Integrated oil majors Exxon Mobil Corp. (XOM - Get Report) and Chevron Corp. (CVX - Get Report) were both climbing near 1% or more, while refiners also played in the green by about 1% on average. 

Oilfield services stocks on the S&P 500 also were averaging a healthy day, despite Baker Hughes and larger competitor Schlumberger Ltd. (SLB - Get Report) being slightly in the red. 

Schlumberger is a holding in Jim Cramer's Action Alerts Plus

Tudor, Pickering, Holt & Co. analysts said in a note earlier this week that it is too early to give up on oilfield services providers despite some weather-related challenges presenting themselves in early 2018. The firm sees Patterson-UTI Energy Inc. (PTEN - Get Report) as the most compelling risk-reward play among mid-cap providers. 

Meanwhile, Seaport Global Securities analyst Mike Urban noted this week after a sit down with oilfield services behemoth Schlumberger that oil producers face a troublesome shortage in so-called frac sand, a type of sand used to prop open wells drilled in U.S. shale deposits across the country. 

One company that seems to have no issues with sand, however, is Diamondback Energy Inc. (FANG - Get Report) , the firm said Thursday. 
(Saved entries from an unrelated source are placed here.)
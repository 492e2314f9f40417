//! macOS port scanner implementation using lsof and ps.

use std::path::Path;
use std::process::Stdio;

use tokio::process::Command;

use crate::domain::{ProcessDetails, Protocol, Resolution, SkipReason, SocketEntry, LISTEN};
use crate::error::{Error, Result};

use super::utils::Utils;
use super::Scanner;

/// macOS-specific port scanner using lsof.
pub struct DarwinScanner;

impl DarwinScanner {
    /// Create a new macOS scanner.
    pub fn new() -> Self {
        Self
    }

    /// Parse lsof output into socket rows.
    ///
    /// lsof is asked for LISTEN sockets only, so every parsed row is a
    /// listening TCP socket.
    fn parse_lsof_output(&self, output: &str) -> Vec<SocketEntry> {
        let mut sockets = Vec::new();

        for line in output.lines().skip(1) {
            if line.is_empty() {
                continue;
            }

            let components: Vec<&str> = line.split_whitespace().collect();
            if components.len() < 9 {
                continue;
            }

            let pid: u32 = match components[1].parse() {
                Ok(p) => p,
                Err(_) => continue,
            };

            // NODE column
            let protocol = Protocol::parse(components[7]).unwrap_or(Protocol::Tcp);

            let mut address_part = "";
            for comp in components[8..].iter().rev() {
                if comp.contains(':') && !comp.starts_with("0x") && !comp.starts_with("0t") {
                    address_part = comp;
                    break;
                }
            }

            let (local_address, port) = match Utils::parse_address(address_part) {
                Some((a, p)) => (a, p),
                None => continue,
            };

            sockets.push(SocketEntry {
                protocol,
                local_address,
                port,
                status: LISTEN.to_string(),
                pid: Some(pid),
            });
        }

        sockets
    }

    /// Run `ps -p <pid> -o <field>=`; `None` when the process is gone.
    async fn ps_field(&self, pid: u32, field: &str) -> std::io::Result<Option<String>> {
        let output = Command::new("/bin/ps")
            .args(["-p", &pid.to_string(), "-o", &format!("{}=", field)])
            .stdout(Stdio::piped())
            .stderr(Stdio::null())
            .output()
            .await?;

        if !output.status.success() {
            return Ok(None);
        }

        Ok(Some(String::from_utf8_lossy(&output.stdout).trim().to_string()))
    }
}

impl Default for DarwinScanner {
    fn default() -> Self {
        Self::new()
    }
}

impl Scanner for DarwinScanner {
    async fn list_sockets(&self) -> Result<Vec<SocketEntry>> {
        let output = Command::new("/usr/sbin/lsof")
            .args(["-iTCP", "-sTCP:LISTEN", "-P", "-n", "+c", "0"])
            .stdout(Stdio::piped())
            .stderr(Stdio::null())
            .output()
            .await
            .map_err(|e| Error::CommandFailed(format!("Failed to run lsof: {}", e)))?;

        let stdout = String::from_utf8(output.stdout)
            .map_err(|e| Error::ParseError(format!("Invalid UTF-8 in lsof output: {}", e)))?;

        Ok(self.parse_lsof_output(&stdout))
    }

    async fn resolve(&self, pid: u32) -> Resolution {
        let comm = match self.ps_field(pid, "comm").await {
            Ok(Some(comm)) => comm,
            Ok(None) => return Resolution::Skipped(SkipReason::Vanished),
            Err(e) => return Resolution::Skipped(e.into()),
        };
        let args = match self.ps_field(pid, "args").await {
            Ok(Some(args)) => args,
            Ok(None) => return Resolution::Skipped(SkipReason::Vanished),
            Err(e) => return Resolution::Skipped(e.into()),
        };

        // comm is the executable path on macOS.
        let name = Path::new(&comm)
            .file_name()
            .and_then(|n| n.to_str())
            .unwrap_or(&comm)
            .to_string();

        Resolution::Found(ProcessDetails::new(name, args))
    }
}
"We were pleased to hear that FANG is likely to slither past any potential near-term sand shortages/delays hitting the Permian," SGS wrote.

Among analysts' other top picks this week are Matador Resources Co. (MTDR - Get Report) , Earthstone Energy Inc. (ESTE - Get Report) and RSP Permian Inc. (RSPP) .

"MTDR's stock continues to command a significant premium (28%) to our 19-company mid-cap peer group ... ," Stifel, Nicolaus & Co. analyst Michael Scialla wrote Thursday. "... MTDR has one of the stronger balance sheets in the group, consistently beats consensus estimates, and is widely viewed as a pioneer in the Delaware where it is pushing the vertical and horizontal extents of prolific resource plays."

Earthstone Energy is an undervalued small cap value play in a premier U.S. resource basin, according to KLR Group's Brad Morris. 

"We believe the company's superior growth profile ('18-'20 CAGR of ~32% vs the peer group median of ~7%) and top tier mid cycle capital yield makes ESTE an attractive way to gain small cap energy exposure," Morris wrote in a Thursday note.

And RSP Permian has become a favorite among analysts following some strategic M&A to bolster its Permian Basin position during the latest commodity downturn. 

"With continued execution across its ~91,900 net acres in the core Permian Basin (~50% Midland Basin/~50% Delaware Basin), we believe RSPP is positioned to drive top quartile debt-adjusted production growth in the coming years while reducing leverage," Williams Capital Group's Gabriele Sorbara wrote Monday. "Overall, with its above average debt-adjusted growth profile and concentrated acreage footprints in the core Midland and Delaware Basins, we believe shares should be awarded a premium."